> **WHAT TO DO**
Pull each line containing "SynthesizerConfig" out of the data and copy it.

> **RECORD EXTRACTS**

----

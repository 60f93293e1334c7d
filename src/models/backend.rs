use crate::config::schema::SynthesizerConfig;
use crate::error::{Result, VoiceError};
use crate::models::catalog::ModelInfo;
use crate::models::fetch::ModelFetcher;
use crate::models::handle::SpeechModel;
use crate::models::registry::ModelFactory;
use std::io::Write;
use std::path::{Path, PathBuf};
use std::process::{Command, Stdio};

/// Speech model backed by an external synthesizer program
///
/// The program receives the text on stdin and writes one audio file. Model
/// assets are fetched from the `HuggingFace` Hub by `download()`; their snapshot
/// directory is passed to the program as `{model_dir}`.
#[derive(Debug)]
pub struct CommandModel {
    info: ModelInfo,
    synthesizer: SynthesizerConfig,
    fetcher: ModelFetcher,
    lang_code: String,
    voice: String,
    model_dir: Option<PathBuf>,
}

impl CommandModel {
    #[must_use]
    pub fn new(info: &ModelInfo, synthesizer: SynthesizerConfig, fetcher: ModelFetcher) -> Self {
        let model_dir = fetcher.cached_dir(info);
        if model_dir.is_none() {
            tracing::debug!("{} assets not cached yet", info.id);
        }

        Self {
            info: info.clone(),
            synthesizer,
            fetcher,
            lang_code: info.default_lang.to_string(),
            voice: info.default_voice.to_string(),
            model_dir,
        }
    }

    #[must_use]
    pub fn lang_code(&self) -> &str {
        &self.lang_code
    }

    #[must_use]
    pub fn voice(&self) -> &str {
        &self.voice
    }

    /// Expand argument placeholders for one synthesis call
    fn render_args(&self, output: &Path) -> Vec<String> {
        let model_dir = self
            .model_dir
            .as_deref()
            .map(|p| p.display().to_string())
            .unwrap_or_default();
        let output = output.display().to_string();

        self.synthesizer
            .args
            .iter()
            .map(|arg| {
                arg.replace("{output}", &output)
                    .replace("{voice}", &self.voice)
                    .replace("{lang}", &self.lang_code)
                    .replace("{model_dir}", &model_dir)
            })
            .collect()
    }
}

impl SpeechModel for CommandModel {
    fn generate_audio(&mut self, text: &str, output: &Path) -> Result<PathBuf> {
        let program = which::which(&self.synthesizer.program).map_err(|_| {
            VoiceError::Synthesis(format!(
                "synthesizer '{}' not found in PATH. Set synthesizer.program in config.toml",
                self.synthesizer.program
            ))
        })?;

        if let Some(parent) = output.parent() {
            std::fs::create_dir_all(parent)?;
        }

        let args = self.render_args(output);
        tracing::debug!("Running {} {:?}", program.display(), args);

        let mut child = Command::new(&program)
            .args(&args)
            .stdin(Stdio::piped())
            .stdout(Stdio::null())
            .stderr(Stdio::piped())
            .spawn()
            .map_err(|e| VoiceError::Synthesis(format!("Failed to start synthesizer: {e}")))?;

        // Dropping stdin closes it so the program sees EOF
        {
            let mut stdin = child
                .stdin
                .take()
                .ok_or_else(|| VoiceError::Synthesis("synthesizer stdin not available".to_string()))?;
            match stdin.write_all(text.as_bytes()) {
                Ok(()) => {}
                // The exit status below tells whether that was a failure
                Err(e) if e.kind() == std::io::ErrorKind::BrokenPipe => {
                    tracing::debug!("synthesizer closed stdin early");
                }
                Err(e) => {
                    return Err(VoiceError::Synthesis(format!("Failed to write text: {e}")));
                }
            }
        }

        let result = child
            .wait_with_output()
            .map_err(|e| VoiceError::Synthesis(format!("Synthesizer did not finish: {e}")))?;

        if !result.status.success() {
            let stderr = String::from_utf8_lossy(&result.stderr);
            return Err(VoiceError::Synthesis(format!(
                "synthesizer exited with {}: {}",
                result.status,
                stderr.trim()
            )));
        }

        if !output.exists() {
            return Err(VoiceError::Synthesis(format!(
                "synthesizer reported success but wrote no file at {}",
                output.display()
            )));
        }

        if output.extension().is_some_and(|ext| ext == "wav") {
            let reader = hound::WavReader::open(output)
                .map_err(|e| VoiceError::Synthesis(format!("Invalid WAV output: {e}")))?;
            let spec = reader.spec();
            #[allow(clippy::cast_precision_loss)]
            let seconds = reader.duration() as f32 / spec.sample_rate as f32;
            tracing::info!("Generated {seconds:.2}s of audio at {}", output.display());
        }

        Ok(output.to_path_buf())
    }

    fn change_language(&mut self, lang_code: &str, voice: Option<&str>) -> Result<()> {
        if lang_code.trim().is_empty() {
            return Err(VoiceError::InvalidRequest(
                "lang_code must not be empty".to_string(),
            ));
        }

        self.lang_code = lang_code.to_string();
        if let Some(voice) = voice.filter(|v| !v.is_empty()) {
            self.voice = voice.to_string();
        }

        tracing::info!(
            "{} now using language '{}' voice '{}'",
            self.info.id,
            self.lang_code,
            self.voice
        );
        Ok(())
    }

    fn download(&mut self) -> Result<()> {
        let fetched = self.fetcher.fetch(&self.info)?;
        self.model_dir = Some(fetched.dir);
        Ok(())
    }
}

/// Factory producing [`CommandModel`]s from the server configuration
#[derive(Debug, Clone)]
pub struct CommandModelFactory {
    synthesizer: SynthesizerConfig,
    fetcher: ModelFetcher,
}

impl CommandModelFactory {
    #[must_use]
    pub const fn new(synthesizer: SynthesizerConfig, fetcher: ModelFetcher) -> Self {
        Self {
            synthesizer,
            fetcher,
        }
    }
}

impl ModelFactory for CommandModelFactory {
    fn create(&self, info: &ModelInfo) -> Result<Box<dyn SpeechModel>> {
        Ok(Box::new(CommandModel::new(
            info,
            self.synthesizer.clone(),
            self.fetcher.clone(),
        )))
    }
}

----

> **ANSWER TO THE EXERCISE**
use crate::config::schema::SynthesizerConfig;
    synthesizer: SynthesizerConfig,
    pub fn new(info: &ModelInfo, synthesizer: SynthesizerConfig, fetcher: ModelFetcher) -> Self {
    synthesizer: SynthesizerConfig,
    pub const fn new(synthesizer: SynthesizerConfig, fetcher: ModelFetcher) -> Self {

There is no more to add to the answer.